━━ Exercise inputs
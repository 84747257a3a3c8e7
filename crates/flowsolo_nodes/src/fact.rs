// SPDX-License-Identifier: MIT OR Apache-2.0
//! Fact system: named integer world facts and the nodes that set and test them.

use flowsolo_graph::{
    Activation, ExecutionError, FlowEvent, NodeBehavior, NodeCategory, NodeContext,
    NodeDescriptor, Pin, PinType, PinValue,
};
use indexmap::IndexMap;
use parking_lot::RwLock;
use std::sync::Arc;

/// Event broadcast after a fact changes; payload `fact` holds its name
pub const FACT_CHANGED: &str = "fact.changed";

/// Storage for world facts. Unset facts read as zero.
pub trait FactStore: Send + Sync {
    /// Current value
    fn get(&self, fact: &str) -> i64;

    /// Overwrite a value
    fn set(&self, fact: &str, value: i64);

    /// Add to a value and return the result
    fn add(&self, fact: &str, delta: i64) -> i64 {
        let value = self.get(fact).saturating_add(delta);
        self.set(fact, value);
        value
    }
}

/// In-memory fact table that remembers which facts changed
#[derive(Debug, Default)]
pub struct FactTable {
    values: RwLock<IndexMap<String, i64>>,
    changed: RwLock<Vec<String>>,
}

impl FactTable {
    /// Create an empty table
    pub fn new() -> Self {
        Self::default()
    }

    /// Facts changed since the last call, oldest first, without duplicates
    pub fn take_changes(&self) -> Vec<String> {
        std::mem::take(&mut *self.changed.write())
    }

    /// Copy of all facts
    pub fn entries(&self) -> IndexMap<String, i64> {
        self.values.read().clone()
    }

    /// Change events for the facts changed since the last call
    pub fn take_events(&self) -> Vec<FlowEvent> {
        self.take_changes()
            .into_iter()
            .map(|fact| FlowEvent::new(FACT_CHANGED).with("fact", fact))
            .collect()
    }
}

impl FactStore for FactTable {
    fn get(&self, fact: &str) -> i64 {
        self.values.read().get(fact).copied().unwrap_or(0)
    }

    fn set(&self, fact: &str, value: i64) {
        let previous = self.values.write().insert(fact.to_string(), value);
        if previous != Some(value) {
            tracing::debug!(fact, value, "fact changed");
            let mut changed = self.changed.write();
            if !changed.iter().any(|f| f == fact) {
                changed.push(fact.to_string());
            }
        }
    }
}

/// How `fact.set` applies its value
#[derive(Debug, Clone, Copy, PartialEq, Eq)]
enum WriteMode {
    Set,
    Add,
}

impl WriteMode {
    fn parse(ctx: &NodeContext<'_>) -> Result<Self, ExecutionError> {
        match ctx.property("mode").and_then(PinValue::as_str) {
            None | Some("set") => Ok(Self::Set),
            Some("add") => Ok(Self::Add),
            Some(other) => Err(ExecutionError::InvalidProperty {
                name: "mode".into(),
                reason: format!("expected `set` or `add`, got `{other}`"),
            }),
        }
    }
}

/// `fact.set`: write a fact, then continue
pub struct FactSet {
    store: Arc<dyn FactStore>,
}

impl FactSet {
    /// Create the behavior over a fact store
    pub fn new(store: Arc<dyn FactStore>) -> Self {
        Self { store }
    }
}

impl NodeBehavior for FactSet {
    fn descriptor(&self) -> NodeDescriptor {
        NodeDescriptor::new("fact.set", "Set Fact", NodeCategory::Fact)
            .describe("Set or add to a world fact")
            .input(Pin::exec_in("Create").merged())
            .input(Pin::input("Value", PinType::Int))
            .output(Pin::exec_out("Done"))
            .property("fact", "")
            .property("value", 1_i64)
            .property("mode", "set")
    }

    fn activate(&self, ctx: &mut NodeContext<'_>) -> Result<Activation, ExecutionError> {
        // A data signal only updates the pending value.
        if ctx.fired("Value") {
            if let Some(value) = ctx.value.and_then(PinValue::as_int) {
                ctx.remember("value", value);
            }
            return Ok(Activation::Leave(Vec::new()));
        }

        let fact = ctx.require_str("fact")?.to_string();
        let value = match ctx.recall("value").and_then(PinValue::as_int) {
            Some(value) => value,
            None => ctx.require_int("value")?,
        };
        let result = match WriteMode::parse(ctx)? {
            WriteMode::Set => {
                self.store.set(&fact, value);
                value
            }
            WriteMode::Add => self.store.add(&fact, value),
        };
        tracing::info!(node = %ctx.node_name, %fact, result, "fact written");
        Ok(Activation::leave("Done"))
    }
}

/// Comparison used by `fact.check`
#[derive(Debug, Clone, Copy, PartialEq, Eq)]
pub enum Comparison {
    /// value >= threshold
    AtLeast,
    /// value == threshold
    Equal,
    /// value < threshold
    Below,
}

impl Comparison {
    /// Parse a comparison name
    pub fn parse(name: &str) -> Option<Self> {
        match name {
            "at_least" => Some(Self::AtLeast),
            "equal" => Some(Self::Equal),
            "below" => Some(Self::Below),
            _ => None,
        }
    }

    /// Apply the comparison
    pub fn holds(self, value: i64, threshold: i64) -> bool {
        match self {
            Self::AtLeast => value >= threshold,
            Self::Equal => value == threshold,
            Self::Below => value < threshold,
        }
    }
}

/// `fact.check`: branch on a fact
pub struct FactCheck {
    store: Arc<dyn FactStore>,
}

impl FactCheck {
    /// Create the behavior over a fact store
    pub fn new(store: Arc<dyn FactStore>) -> Self {
        Self { store }
    }
}

impl NodeBehavior for FactCheck {
    fn descriptor(&self) -> NodeDescriptor {
        NodeDescriptor::new("fact.check", "Check Fact", NodeCategory::Fact)
            .describe("Compare a fact against a threshold")
            .input(Pin::exec_in("In").merged())
            .output(Pin::exec_out("True"))
            .output(Pin::exec_out("False"))
            .property("fact", "")
            .property("threshold", 1_i64)
            .property("comparison", "at_least")
    }

    fn activate(&self, ctx: &mut NodeContext<'_>) -> Result<Activation, ExecutionError> {
        let fact = ctx.require_str("fact")?;
        let threshold = ctx.require_int("threshold")?;
        let name = ctx.require_str("comparison")?;
        let comparison = Comparison::parse(name).ok_or_else(|| ExecutionError::InvalidProperty {
            name: "comparison".into(),
            reason: format!("unknown comparison `{name}`"),
        })?;

        let value = self.store.get(fact);
        let pin = if comparison.holds(value, threshold) {
            "True"
        } else {
            "False"
        };
        tracing::debug!(fact, value, threshold, pin, "fact checked");
        Ok(Activation::leave(pin))
    }
}

#[cfg(test)]
mod tests {
    use super::*;
    use flowsolo_graph::{BehaviorRegistry, Engine, EngineConfig, Graph, NodeState, TriggerTarget};

    fn setup(table: Arc<FactTable>) -> Engine {
        let mut registry = BehaviorRegistry::new();
        registry.register(FactSet::new(table.clone()));
        registry.register(FactCheck::new(table));
        Engine::new(Arc::new(registry), EngineConfig::default())
    }

    #[test]
    fn test_table_tracks_changes() {
        let table = FactTable::new();
        table.set("door_open", 1);
        table.set("door_open", 1);
        assert_eq!(table.add("coins", 5), 5);
        assert_eq!(table.add("coins", -2), 3);
        assert_eq!(table.take_changes(), vec!["door_open".to_string(), "coins".to_string()]);
        assert!(table.take_changes().is_empty());
        assert_eq!(table.get("missing"), 0);
    }

    #[test]
    fn test_set_then_check() {
        let table = Arc::new(FactTable::new());
        let engine = setup(table.clone());
        let mut graph = Graph::new("facts");
        let set = graph
            .add_node(
                engine
                    .registry()
                    .create_node("fact.set")
                    .unwrap()
                    .with_property("fact", "coins")
                    .with_property("value", 3_i64)
                    .with_property("mode", "add"),
            )
            .unwrap();
        let check = graph
            .add_node(
                engine
                    .registry()
                    .create_node("fact.check")
                    .unwrap()
                    .with_property("fact", "coins")
                    .with_property("threshold", 5_i64),
            )
            .unwrap();
        let reward = graph
            .add_node(
                engine
                    .registry()
                    .create_node("fact.set")
                    .unwrap()
                    .with_property("fact", "rich"),
            )
            .unwrap();
        graph.connect_by_name(set, "Done", check, "In").unwrap();
        graph.connect_by_name(check, "True", reward, "Create").unwrap();

        let create = TriggerTarget::Pin { node: set, pin: "Create".into() };
        engine.trigger(&mut graph, create.clone()).unwrap();
        assert_eq!(table.get("coins"), 3);
        assert_eq!(table.get("rich"), 0);

        let report = engine.trigger(&mut graph, create).unwrap().report;
        assert!(report.is_clean());
        assert_eq!(report.signals_from(check, "True").count(), 1);
        assert_eq!(table.get("coins"), 6);
        assert_eq!(table.get("rich"), 1);
        assert_eq!(graph.node_state(check), Some(NodeState::Inactive));
    }

    #[test]
    fn test_missing_fact_name_fails_node() {
        let table = Arc::new(FactTable::new());
        let engine = setup(table);
        let mut graph = Graph::new("broken");
        let set = graph
            .add_node(engine.registry().create_node("fact.set").unwrap())
            .unwrap();
        let report = engine.trigger(&mut graph, TriggerTarget::Node(set)).unwrap().report;
        assert_eq!(
            report.errors().next().map(|(_, e)| e.clone()),
            Some(ExecutionError::MissingProperty("fact".into()))
        );
        assert_eq!(graph.node_state(set), Some(NodeState::Finished));
    }

    #[test]
    fn test_comparisons() {
        assert!(Comparison::AtLeast.holds(5, 5));
        assert!(!Comparison::Below.holds(5, 5));
        assert!(Comparison::Equal.holds(2, 2));
        assert_eq!(Comparison::parse("nope"), None);
    }
}
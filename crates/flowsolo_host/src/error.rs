// SPDX-License-Identifier: MIT OR Apache-2.0
//! Host error type.

use flowsolo_graph::{EngineError, GraphError, SnapshotError};
use std::path::PathBuf;

/// Errors surfaced by the host
#[derive(Debug, thiserror::Error)]
pub enum HostError {
    /// Filesystem error
    #[error("I/O error on {}: {source}", path.display())]
    Io {
        /// File involved
        path: PathBuf,
        /// Underlying error
        source: std::io::Error,
    },

    /// Config file could not be parsed or written
    #[error("Config error: {0}")]
    Config(String),

    /// Config written by a newer host
    #[error("Config version {found} is newer than supported version {supported}")]
    ConfigVersion {
        /// Version in the file
        found: u32,
        /// Highest supported version
        supported: u32,
    },

    /// Graph template error
    #[error(transparent)]
    Graph(#[from] GraphError),

    /// Snapshot encoding error
    #[error(transparent)]
    Snapshot(#[from] SnapshotError),

    /// Engine rejected a host call
    #[error(transparent)]
    Engine(#[from] EngineError),

    /// Start trigger names a node that is not in the graph
    #[error("Start node `{0}` not found in graph")]
    UnknownStartNode(String),

    /// Graph failed validation against the node library
    #[error("Graph is invalid:\n{0}")]
    Invalid(String),

    /// JSON output error
    #[error("JSON error: {0}")]
    Json(#[from] serde_json::Error),
}

impl HostError {
    /// Wrap an I/O error with the path it happened on
    pub fn io(path: impl Into<PathBuf>, source: std::io::Error) -> Self {
        Self::Io {
            path: path.into(),
            source,
        }
    }
}

/// Result type for host operations
pub type Result<T> = std::result::Result<T, HostError>;
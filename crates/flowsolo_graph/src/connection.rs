// SPDX-License-Identifier: MIT OR Apache-2.0
//! Connection (edge) definitions for the graph.

use crate::node::NodeId;
use crate::pin::PinId;
use serde::{Deserialize, Serialize};
use uuid::Uuid;

/// Unique identifier for a connection
#[derive(Debug, Clone, Copy, PartialEq, Eq, Hash, Serialize, Deserialize)]
pub struct ConnectionId(pub Uuid);

impl ConnectionId {
    /// Create a new random connection ID
    pub fn new() -> Self {
        Self(Uuid::new_v4())
    }
}

impl Default for ConnectionId {
    fn default() -> Self {
        Self::new()
    }
}

/// A directed edge from an output pin to an input pin
#[derive(Debug, Clone, PartialEq, Eq, Serialize, Deserialize)]
pub struct Connection {
    /// Unique connection ID
    pub id: ConnectionId,
    /// Source node ID
    pub from_node: NodeId,
    /// Source (output) pin ID
    pub from_pin: PinId,
    /// Target node ID
    pub to_node: NodeId,
    /// Target (input) pin ID
    pub to_pin: PinId,
}

impl Connection {
    /// Create a new connection
    pub fn new(from_node: NodeId, from_pin: PinId, to_node: NodeId, to_pin: PinId) -> Self {
        Self {
            id: ConnectionId::new(),
            from_node,
            from_pin,
            to_node,
            to_pin,
        }
    }

    /// Check if this connection involves a specific node
    pub fn involves_node(&self, node_id: NodeId) -> bool {
        self.from_node == node_id || self.to_node == node_id
    }

    /// Whether both connections join the same pair of pins
    pub fn same_endpoints(&self, other: &Connection) -> bool {
        self.from_pin == other.from_pin && self.to_pin == other.to_pin
    }
}
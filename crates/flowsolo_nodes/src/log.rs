// SPDX-License-Identifier: MIT OR Apache-2.0
//! Debug logging node.

use flowsolo_graph::{
    Activation, ExecutionError, NodeBehavior, NodeCategory, NodeContext, NodeDescriptor, Pin,
    PinType, PinValue,
};

/// `debug.log`: log a message and pass the flow on
pub struct UniversalLog;

impl UniversalLog {
    fn render(message: &str, value: Option<&PinValue>) -> String {
        match value {
            Some(value) => format!("{message} {value:?}"),
            None => message.to_string(),
        }
    }
}

impl NodeBehavior for UniversalLog {
    fn descriptor(&self) -> NodeDescriptor {
        NodeDescriptor::new("debug.log", "Log", NodeCategory::Debug)
            .describe("Print a message to the log")
            .input(Pin::exec_in("In").merged())
            .input(Pin::input("Value", PinType::Any))
            .output(Pin::exec_out("Out"))
            .property("message", "")
    }

    fn activate(&self, ctx: &mut NodeContext<'_>) -> Result<Activation, ExecutionError> {
        if ctx.fired("Value") {
            if let Some(value) = ctx.value.cloned() {
                ctx.remember("value", value);
            }
            return Ok(Activation::Leave(Vec::new()));
        }
        let message = ctx
            .property("message")
            .and_then(PinValue::as_str)
            .unwrap_or_default();
        let line = Self::render(message, ctx.recall("value"));
        tracing::info!(node = %ctx.node_name, epoch = ?ctx.epoch, "{line}");
        Ok(Activation::leave("Out"))
    }
}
━━━━
Reproduce every line in the records above that contains the word "FactTable".

» Exercise output:
pub struct FactTable {
impl FactTable {
impl FactStore for FactTable {
    fn setup(table: Arc<FactTable>) -> Engine {
        let table = FactTable::new();
        let table = Arc::new(FactTable::new());
        let table = Arc::new(FactTable::new());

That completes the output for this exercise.